- Assignment -
Using the data below, gather each line that includes the word "Deserialize".
[Data provided]
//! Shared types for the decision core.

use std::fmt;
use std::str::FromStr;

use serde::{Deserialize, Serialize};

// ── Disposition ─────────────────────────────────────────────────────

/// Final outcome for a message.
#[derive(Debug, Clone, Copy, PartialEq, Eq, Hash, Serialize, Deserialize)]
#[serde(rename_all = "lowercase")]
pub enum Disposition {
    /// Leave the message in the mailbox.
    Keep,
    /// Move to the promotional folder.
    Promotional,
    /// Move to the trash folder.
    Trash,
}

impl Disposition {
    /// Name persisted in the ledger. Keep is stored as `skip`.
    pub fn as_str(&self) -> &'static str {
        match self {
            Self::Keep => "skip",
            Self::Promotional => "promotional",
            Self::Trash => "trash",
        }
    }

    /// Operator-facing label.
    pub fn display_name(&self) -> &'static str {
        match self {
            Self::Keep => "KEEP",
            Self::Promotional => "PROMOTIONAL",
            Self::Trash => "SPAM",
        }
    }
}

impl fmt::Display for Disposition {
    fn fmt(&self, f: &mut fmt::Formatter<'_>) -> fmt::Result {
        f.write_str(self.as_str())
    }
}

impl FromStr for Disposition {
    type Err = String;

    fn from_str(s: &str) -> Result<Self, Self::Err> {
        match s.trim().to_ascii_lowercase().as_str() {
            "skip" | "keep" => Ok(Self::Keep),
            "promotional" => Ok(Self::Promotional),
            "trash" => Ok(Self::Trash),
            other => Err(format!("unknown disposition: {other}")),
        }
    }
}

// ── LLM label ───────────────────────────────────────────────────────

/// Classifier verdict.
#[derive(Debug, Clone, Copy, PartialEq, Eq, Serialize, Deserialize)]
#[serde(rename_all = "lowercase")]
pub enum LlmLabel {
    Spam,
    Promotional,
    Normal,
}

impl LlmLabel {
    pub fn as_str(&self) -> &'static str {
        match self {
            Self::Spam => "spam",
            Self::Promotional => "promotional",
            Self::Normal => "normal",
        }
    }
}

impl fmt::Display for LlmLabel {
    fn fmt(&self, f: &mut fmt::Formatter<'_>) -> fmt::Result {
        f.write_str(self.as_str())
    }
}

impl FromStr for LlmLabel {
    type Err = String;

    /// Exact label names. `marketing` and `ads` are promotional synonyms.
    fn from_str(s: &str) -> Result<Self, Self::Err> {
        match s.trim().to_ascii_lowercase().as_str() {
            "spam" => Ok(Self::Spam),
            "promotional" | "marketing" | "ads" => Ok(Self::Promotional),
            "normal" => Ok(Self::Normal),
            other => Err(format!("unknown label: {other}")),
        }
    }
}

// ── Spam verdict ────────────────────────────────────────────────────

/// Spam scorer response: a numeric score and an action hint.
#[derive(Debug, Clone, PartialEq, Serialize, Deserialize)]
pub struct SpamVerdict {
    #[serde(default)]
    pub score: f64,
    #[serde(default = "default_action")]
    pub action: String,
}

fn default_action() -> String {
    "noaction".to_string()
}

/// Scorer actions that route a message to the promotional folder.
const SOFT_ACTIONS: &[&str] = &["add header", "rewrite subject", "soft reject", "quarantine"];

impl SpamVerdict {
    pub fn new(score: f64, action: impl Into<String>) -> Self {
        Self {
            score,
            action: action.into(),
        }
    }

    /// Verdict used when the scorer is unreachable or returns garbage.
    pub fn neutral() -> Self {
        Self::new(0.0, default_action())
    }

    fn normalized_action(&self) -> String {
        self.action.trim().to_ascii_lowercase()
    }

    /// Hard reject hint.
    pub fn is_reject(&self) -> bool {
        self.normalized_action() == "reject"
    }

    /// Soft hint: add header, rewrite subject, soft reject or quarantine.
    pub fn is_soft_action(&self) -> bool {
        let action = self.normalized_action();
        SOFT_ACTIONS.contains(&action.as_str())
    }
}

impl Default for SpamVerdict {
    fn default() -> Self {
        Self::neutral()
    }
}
[/Data provided]
- Expected answer -
use serde::{Deserialize, Serialize};
#[derive(Debug, Clone, Copy, PartialEq, Eq, Hash, Serialize, Deserialize)]
#[derive(Debug, Clone, Copy, PartialEq, Eq, Serialize, Deserialize)]
#[derive(Debug, Clone, PartialEq, Serialize, Deserialize)]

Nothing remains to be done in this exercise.